The second phase, which may or may not be necessary, consists of general medical treatment of the physical diseases wrought by alcoholism. Alcoholic gastritis subsides spontaneously when drinking is given up and with it goes much of the nausea and lack of appetite of which the alcoholic complains. Indeed the loss of these symptoms is often the first benefit noted by the newly abstinent alcoholic. Cirrhosis of the liver requires a much more complicated regime of management. The nutritional disorders and the vitamin deficiency diseases are dealt with by restoring an adequate diet and by giving vitamin supplements, in particular one constituent of the B complex, thiamine. The disorders of the nervous system, if they are not too advanced, respond to this therapy but they do so very slowly and in some cases without full restitution to normal.
Withdrawal symptoms may also need active physical measures for their treatment or prevention.
Withdrawal symptoms can fortunately be averted or abated without the necessity of giving more alcohol (though in the past this means of treatment was used). Nowadays one of the tranquillizing drugs is given, generally chlorpromazine (largactil). It is prescribed to prevent the development of withdrawal symptoms when these can be anticipated, and to modify and abate them when they occur. This drug, when it is administered in adequate dosage, makes the full-blown picture of florid delirium tremens now not nearly as common as it used to be; and if the condition has developed it is capable of terminating it within a few hours.

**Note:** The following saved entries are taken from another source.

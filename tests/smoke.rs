// SolvraPad smoke tests for the cell dialect frontend.
// Covers: arithmetic, assignment, function definition, control flow, imports.

use solvrapad::{
    ast::{self, BinaryOp, Expr, Stmt},
    parser, tokenizer,
};

fn tokenize_and_parse(source: &str) -> Result<ast::Program, parser::ParseError> {
    let mut tokenizer = tokenizer::Tokenizer::new(source);
    let tokens = tokenizer.tokenize().unwrap();
    let mut parser = parser::Parser::new(tokens);
    parser.parse()
}

#[test]
fn test_arithmetic() {
    let program = tokenize_and_parse("1 + 2 * 3 - 4 / 2;").unwrap();
    assert!(format!("{:?}", program).contains("Binary"));
}

#[test]
fn test_variable_declaration() {
    let program = tokenize_and_parse("let mut x = 42; x = x + 1;").unwrap();
    match &program.statements[0] {
        Stmt::VariableDecl { name, mutable, .. } => {
            assert_eq!(name, "x");
            assert!(mutable);
        }
        other => panic!("expected variable declaration, found {other:?}"),
    }
}

#[test]
fn test_bare_assignment_defines_module_attribute() {
    let program = tokenize_and_parse("x = 1").unwrap();
    match &program.statements[0] {
        Stmt::Expression {
            expr: Expr::Assignment { .. },
        } => {}
        other => panic!("expected assignment expression, found {other:?}"),
    }
}

#[test]
fn test_function_definition() {
    let program = tokenize_and_parse("fn add(a, b) { return a + b; }").unwrap();
    match &program.statements[0] {
        Stmt::FunctionDecl { name, params, .. } => {
            assert_eq!(name, "add");
            assert_eq!(params.len(), 2);
        }
        other => panic!("expected function declaration, found {other:?}"),
    }
}

#[test]
fn test_if_else() {
    let program = tokenize_and_parse("if x > 0 { y = 1 } else { y = -1 }").unwrap();
    match &program.statements[0] {
        Stmt::If { else_branch, .. } => assert!(else_branch.is_some()),
        other => panic!("expected if statement, found {other:?}"),
    }
}

#[test]
fn test_while_loop() {
    let program = tokenize_and_parse("let i = 0; while i < 10 { i = i + 1; }").unwrap();
    assert!(matches!(program.statements[1], Stmt::While { .. }));
}

#[test]
fn test_compound_assignment_desugars_to_add() {
    let program = tokenize_and_parse("x += 2").unwrap();
    match &program.statements[0] {
        Stmt::Expression {
            expr: Expr::Assignment { value, .. },
        } => {
            assert!(matches!(
                **value,
                Expr::Binary {
                    operator: BinaryOp::Add,
                    ..
                }
            ));
        }
        other => panic!("expected assignment, found {other:?}"),
    }
}

#[test]
fn test_import_statement() {
    let program = tokenize_and_parse("import pkg.sub").unwrap();
    match &program.statements[0] {
        Stmt::Import { path, .. } => assert_eq!(path, &["pkg", "sub"]),
        other => panic!("expected import, found {other:?}"),
    }
}

#[test]
fn test_parse_error_reports_position() {
    let err = tokenize_and_parse("fn demo(").unwrap_err();
    let message = err.to_string();
    assert!(message.contains("line 1"), "unexpected message: {message}");
}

Our principal concern in this chapter is the management of alcohol addiction. An alcoholic can embark on this phase when he has accepted the need for treatment and when the necessary medical measures have restored his physical health. He is asking for help, he is ready for it and this is the time when he should get it. He is often advised to enter hospital at the beginning of his anti-addictive treatment. There are many reasons for this but the most important is that in hospital he is removed from alcohol. Until he is sober, until his thinking processes are back to normal, there can be no adequate communication between the doctor and the patient. The doctor cannot learn the significant details of his particular problems, and the patient cannot command the foresight necessary to examine his own situation and to respond to the physician’s approach. After some weeks (the time varies with the patient’s rate of progress and the physician’s practice) he leaves hospital to continue active treatment as an out-patient.
The techniques of treatment that are used during both inpatient and out-patient periods are various, being designed to protect the patient from lapsing into renewed drinking, to enable him to appreciate the reasons for his dependence on alcohol and hence to overcome them and to foster his resources for coping better socially.
The alcoholic who is going to give up drinking will inevitably have to depend on and trust somebody whom he accepts as prepared to help him and has the necessary skills. If he decides on medical treatment there are a number of approaches he can make. In the first instance he may attend his general practitioner.